• THE PROBLEM
In the listing below, find every line containing "SelectorConfig" and copy it out.

*** RECORDS PROVIDED Section Begins ***

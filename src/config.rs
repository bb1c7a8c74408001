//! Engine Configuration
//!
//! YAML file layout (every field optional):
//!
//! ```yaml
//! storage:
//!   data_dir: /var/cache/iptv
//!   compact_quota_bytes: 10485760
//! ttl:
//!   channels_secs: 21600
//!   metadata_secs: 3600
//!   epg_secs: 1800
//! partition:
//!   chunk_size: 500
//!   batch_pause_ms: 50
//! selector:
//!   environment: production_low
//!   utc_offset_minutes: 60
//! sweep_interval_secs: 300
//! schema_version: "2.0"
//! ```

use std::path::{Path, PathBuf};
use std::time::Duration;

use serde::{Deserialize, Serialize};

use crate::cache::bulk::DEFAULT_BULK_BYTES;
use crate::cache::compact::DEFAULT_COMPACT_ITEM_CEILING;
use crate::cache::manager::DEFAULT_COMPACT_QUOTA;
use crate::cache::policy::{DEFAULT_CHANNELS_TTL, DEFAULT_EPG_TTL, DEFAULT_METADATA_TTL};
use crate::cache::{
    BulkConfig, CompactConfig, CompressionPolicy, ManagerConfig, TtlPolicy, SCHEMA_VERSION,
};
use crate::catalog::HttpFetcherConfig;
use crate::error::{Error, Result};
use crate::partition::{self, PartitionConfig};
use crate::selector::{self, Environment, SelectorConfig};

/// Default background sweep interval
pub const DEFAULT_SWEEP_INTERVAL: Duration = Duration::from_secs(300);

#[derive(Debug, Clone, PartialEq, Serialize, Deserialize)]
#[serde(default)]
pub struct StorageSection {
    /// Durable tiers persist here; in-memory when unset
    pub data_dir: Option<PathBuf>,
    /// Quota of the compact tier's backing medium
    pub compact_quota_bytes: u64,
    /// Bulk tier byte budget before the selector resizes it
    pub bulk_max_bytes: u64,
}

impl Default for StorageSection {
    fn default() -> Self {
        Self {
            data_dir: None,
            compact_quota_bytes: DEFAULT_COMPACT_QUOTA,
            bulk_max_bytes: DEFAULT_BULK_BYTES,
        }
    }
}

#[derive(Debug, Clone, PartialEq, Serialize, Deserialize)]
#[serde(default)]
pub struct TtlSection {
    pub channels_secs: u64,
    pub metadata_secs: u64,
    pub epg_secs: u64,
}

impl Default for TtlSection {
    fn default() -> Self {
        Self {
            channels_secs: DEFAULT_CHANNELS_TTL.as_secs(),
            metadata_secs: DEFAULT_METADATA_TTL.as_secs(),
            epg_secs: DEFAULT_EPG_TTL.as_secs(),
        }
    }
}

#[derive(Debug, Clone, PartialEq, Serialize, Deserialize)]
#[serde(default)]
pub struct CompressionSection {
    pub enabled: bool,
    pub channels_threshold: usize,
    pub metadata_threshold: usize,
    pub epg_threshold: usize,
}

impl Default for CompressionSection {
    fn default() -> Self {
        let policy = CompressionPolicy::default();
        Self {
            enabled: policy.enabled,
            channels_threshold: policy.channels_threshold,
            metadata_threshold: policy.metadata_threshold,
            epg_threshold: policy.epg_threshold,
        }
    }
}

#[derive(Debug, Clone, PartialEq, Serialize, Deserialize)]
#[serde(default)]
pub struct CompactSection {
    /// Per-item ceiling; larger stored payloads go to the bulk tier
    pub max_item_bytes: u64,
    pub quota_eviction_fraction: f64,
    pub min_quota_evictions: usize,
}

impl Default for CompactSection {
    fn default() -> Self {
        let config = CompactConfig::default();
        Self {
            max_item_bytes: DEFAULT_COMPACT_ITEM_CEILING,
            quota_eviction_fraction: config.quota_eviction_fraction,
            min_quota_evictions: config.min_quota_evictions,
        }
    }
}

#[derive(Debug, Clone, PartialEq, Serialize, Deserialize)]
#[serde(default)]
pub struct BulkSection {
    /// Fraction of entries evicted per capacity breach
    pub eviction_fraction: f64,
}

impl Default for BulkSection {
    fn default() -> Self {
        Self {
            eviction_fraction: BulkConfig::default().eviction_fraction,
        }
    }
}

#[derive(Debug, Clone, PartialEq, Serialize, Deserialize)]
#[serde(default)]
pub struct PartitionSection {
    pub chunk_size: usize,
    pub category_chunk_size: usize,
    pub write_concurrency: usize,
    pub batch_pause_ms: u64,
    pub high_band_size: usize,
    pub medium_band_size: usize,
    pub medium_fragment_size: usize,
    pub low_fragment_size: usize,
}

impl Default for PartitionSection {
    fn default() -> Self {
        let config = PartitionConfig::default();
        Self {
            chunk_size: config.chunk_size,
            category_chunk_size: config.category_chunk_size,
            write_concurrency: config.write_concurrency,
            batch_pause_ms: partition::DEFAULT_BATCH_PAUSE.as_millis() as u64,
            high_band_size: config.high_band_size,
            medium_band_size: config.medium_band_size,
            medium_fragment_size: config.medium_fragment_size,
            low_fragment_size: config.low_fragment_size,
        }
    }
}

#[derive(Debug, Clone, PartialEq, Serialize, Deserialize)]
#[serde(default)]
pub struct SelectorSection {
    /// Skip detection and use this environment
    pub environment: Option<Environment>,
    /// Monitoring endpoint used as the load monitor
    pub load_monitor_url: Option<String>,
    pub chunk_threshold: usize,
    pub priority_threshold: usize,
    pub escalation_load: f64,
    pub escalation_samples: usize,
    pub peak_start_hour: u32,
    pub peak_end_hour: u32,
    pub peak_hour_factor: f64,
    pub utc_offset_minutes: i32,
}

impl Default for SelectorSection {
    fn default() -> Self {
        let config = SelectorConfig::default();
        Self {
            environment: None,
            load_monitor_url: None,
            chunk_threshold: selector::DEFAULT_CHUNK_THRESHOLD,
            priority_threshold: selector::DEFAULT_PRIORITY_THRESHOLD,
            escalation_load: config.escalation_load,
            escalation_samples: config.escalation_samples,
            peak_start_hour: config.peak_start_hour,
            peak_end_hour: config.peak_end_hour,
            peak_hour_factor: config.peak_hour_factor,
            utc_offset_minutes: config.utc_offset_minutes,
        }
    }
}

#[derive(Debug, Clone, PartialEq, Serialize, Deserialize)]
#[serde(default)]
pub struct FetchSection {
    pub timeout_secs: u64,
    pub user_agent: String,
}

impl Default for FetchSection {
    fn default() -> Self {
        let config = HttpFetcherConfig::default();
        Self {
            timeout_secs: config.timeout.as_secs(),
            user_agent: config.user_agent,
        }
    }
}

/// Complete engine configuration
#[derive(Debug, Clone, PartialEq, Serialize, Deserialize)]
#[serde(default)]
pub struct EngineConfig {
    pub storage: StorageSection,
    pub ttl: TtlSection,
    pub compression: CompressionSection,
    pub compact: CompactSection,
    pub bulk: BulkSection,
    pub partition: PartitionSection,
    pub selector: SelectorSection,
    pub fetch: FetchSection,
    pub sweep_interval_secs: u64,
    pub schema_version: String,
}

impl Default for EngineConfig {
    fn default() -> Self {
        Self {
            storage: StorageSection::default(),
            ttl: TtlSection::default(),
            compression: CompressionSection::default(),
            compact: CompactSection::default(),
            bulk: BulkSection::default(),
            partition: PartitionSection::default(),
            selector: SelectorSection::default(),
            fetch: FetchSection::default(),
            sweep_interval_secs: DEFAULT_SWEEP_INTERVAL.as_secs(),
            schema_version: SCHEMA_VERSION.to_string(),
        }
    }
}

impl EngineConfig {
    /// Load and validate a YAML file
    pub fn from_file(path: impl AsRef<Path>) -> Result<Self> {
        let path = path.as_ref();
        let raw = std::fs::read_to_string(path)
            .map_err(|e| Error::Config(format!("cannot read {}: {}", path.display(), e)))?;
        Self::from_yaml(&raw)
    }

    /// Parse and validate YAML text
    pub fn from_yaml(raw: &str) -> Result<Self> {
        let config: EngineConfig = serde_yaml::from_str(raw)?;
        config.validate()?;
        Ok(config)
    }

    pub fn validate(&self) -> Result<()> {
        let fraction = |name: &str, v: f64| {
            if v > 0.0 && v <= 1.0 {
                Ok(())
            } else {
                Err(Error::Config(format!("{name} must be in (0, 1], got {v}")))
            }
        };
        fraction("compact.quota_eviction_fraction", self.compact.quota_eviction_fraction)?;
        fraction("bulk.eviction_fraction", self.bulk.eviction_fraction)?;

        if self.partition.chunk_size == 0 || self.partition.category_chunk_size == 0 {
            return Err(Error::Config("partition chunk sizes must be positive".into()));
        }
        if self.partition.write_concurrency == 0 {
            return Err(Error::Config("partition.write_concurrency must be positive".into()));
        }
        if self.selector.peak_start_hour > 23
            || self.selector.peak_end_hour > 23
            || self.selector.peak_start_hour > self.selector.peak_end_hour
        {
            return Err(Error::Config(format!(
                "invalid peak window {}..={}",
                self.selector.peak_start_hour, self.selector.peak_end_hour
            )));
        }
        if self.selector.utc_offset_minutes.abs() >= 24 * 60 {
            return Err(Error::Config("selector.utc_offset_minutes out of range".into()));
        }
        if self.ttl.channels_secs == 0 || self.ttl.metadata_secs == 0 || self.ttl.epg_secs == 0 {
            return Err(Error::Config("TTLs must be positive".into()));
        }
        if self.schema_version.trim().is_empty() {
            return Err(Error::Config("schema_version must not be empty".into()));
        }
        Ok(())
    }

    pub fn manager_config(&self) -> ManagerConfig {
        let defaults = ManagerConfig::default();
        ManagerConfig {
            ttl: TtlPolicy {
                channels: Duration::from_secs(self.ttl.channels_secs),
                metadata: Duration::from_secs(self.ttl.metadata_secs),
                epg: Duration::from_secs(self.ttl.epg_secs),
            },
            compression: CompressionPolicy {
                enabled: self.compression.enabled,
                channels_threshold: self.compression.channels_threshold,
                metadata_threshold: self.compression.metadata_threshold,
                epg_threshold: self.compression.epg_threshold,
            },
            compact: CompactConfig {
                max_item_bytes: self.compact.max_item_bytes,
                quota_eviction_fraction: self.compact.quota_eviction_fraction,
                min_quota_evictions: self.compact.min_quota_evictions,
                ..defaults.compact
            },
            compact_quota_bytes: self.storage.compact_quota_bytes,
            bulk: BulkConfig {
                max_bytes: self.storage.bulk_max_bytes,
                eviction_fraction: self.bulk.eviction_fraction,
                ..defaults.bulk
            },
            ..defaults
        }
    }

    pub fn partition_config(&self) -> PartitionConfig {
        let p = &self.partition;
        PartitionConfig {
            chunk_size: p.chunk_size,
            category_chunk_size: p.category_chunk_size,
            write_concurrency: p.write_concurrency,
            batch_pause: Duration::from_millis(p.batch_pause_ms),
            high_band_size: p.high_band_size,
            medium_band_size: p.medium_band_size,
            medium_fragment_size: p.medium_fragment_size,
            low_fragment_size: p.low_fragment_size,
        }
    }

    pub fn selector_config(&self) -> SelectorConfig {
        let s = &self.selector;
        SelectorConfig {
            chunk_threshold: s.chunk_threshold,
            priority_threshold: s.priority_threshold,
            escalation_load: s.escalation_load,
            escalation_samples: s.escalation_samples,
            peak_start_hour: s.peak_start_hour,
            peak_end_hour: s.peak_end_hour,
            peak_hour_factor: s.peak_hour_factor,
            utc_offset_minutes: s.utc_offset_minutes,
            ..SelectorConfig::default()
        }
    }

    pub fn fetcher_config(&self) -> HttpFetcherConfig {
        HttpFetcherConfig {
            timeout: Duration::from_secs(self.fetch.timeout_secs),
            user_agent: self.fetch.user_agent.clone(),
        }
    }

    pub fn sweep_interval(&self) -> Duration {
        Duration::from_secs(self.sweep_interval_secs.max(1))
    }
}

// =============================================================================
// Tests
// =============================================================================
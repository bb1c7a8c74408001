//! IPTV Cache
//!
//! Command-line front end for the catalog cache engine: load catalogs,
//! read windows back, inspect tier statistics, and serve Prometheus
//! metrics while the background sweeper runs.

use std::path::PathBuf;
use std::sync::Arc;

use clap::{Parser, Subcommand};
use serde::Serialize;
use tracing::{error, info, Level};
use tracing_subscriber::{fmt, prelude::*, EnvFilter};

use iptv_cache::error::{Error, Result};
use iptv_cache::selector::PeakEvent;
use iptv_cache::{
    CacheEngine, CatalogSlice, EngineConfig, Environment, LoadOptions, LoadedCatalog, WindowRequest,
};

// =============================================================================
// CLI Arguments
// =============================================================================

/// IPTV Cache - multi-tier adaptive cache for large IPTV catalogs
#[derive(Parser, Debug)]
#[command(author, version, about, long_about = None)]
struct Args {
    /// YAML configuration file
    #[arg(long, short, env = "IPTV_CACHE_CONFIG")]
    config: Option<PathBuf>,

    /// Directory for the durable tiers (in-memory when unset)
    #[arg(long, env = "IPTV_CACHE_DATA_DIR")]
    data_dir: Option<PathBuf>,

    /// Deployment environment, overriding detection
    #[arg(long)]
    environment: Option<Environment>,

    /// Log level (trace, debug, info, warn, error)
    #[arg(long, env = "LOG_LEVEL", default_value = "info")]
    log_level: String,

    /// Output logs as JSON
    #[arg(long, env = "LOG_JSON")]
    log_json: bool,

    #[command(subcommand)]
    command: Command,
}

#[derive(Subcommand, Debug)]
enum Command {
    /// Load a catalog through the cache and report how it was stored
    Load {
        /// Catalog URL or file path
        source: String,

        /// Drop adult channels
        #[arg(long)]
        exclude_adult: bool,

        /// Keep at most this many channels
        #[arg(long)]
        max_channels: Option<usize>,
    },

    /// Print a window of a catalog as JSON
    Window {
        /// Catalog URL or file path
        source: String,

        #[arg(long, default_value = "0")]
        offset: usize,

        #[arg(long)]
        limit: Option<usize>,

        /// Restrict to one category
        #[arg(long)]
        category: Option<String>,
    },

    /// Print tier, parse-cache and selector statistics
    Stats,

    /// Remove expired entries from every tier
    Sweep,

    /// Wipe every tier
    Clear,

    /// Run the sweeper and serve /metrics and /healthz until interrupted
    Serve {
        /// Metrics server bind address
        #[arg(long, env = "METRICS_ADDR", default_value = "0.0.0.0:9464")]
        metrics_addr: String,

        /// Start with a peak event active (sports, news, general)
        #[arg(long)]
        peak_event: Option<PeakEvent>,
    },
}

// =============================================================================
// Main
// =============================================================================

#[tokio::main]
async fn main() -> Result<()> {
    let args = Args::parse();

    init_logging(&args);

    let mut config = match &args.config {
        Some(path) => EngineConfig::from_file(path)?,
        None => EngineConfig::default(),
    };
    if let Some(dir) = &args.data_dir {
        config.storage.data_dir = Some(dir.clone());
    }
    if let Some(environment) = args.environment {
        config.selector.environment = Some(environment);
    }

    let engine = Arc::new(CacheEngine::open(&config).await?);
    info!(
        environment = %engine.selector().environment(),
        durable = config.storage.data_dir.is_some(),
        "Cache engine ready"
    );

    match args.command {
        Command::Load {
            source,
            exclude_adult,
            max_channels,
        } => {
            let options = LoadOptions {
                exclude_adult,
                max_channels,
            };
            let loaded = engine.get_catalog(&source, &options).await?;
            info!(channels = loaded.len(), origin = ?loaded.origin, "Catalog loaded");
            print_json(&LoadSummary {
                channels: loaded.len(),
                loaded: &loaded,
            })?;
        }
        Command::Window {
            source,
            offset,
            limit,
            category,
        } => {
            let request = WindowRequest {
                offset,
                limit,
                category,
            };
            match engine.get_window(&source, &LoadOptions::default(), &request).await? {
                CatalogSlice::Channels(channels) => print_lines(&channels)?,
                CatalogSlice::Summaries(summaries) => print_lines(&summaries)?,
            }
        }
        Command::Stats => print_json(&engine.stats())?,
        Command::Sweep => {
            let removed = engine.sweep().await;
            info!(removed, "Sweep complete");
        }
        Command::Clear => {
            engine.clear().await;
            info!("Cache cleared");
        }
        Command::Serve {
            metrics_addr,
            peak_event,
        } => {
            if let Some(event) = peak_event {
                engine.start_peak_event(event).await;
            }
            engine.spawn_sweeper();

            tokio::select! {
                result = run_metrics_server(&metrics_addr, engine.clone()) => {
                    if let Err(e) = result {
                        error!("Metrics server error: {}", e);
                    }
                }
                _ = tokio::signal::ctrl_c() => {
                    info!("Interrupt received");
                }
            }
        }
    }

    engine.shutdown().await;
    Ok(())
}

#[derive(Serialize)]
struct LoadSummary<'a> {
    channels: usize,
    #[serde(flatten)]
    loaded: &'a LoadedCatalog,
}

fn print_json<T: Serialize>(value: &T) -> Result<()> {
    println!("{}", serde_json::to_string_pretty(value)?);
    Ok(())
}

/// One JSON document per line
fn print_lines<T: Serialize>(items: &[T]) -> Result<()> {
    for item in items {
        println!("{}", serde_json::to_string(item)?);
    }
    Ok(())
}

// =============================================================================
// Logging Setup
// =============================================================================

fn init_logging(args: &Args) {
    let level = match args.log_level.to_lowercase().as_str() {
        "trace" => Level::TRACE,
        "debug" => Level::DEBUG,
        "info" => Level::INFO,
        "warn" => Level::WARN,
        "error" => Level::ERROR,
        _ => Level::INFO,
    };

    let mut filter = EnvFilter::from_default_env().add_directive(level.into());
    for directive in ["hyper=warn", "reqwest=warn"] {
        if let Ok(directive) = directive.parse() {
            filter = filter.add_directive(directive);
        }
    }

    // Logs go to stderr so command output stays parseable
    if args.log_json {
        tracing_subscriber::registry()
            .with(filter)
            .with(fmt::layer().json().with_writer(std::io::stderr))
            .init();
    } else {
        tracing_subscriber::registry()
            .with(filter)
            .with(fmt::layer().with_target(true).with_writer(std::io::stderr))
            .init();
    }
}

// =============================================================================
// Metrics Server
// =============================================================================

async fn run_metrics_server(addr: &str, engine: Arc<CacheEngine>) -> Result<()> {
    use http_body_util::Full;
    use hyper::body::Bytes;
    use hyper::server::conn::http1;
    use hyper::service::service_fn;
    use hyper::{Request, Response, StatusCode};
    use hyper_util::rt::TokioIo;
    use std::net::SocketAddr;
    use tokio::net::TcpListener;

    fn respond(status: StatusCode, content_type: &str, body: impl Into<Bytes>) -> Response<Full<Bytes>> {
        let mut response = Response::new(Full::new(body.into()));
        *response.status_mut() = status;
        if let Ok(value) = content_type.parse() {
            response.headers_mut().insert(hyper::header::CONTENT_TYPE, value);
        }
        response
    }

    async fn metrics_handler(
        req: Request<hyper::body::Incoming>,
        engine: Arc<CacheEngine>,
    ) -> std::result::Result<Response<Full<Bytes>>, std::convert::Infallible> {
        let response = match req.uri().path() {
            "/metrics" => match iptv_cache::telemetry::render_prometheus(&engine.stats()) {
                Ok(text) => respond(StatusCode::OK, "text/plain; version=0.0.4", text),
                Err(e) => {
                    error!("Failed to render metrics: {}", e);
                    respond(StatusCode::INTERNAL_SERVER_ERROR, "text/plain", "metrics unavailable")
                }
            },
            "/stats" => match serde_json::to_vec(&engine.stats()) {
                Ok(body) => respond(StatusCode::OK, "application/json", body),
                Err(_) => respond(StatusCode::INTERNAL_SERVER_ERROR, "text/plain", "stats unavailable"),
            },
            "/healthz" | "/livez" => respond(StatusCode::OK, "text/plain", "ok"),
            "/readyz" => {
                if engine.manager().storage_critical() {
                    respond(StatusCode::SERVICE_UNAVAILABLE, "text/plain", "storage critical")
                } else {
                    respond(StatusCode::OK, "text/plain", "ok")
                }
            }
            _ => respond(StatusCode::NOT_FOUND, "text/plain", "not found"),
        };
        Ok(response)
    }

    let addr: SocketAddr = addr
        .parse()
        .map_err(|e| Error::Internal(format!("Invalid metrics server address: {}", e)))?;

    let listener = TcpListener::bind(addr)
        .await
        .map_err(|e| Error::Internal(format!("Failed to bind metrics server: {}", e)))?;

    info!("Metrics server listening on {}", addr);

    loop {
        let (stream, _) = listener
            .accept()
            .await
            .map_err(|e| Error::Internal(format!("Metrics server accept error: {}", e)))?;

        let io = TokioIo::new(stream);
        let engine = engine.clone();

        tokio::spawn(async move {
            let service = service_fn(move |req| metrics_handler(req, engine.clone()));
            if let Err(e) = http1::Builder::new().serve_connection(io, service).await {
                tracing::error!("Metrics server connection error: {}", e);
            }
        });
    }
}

*** RECORDS PROVIDED Section Ends ***

• YOUR SOLUTION
use crate::selector::{self, Environment, SelectorConfig};
        let config = SelectorConfig::default();
    pub fn selector_config(&self) -> SelectorConfig {
        SelectorConfig {
            ..SelectorConfig::default()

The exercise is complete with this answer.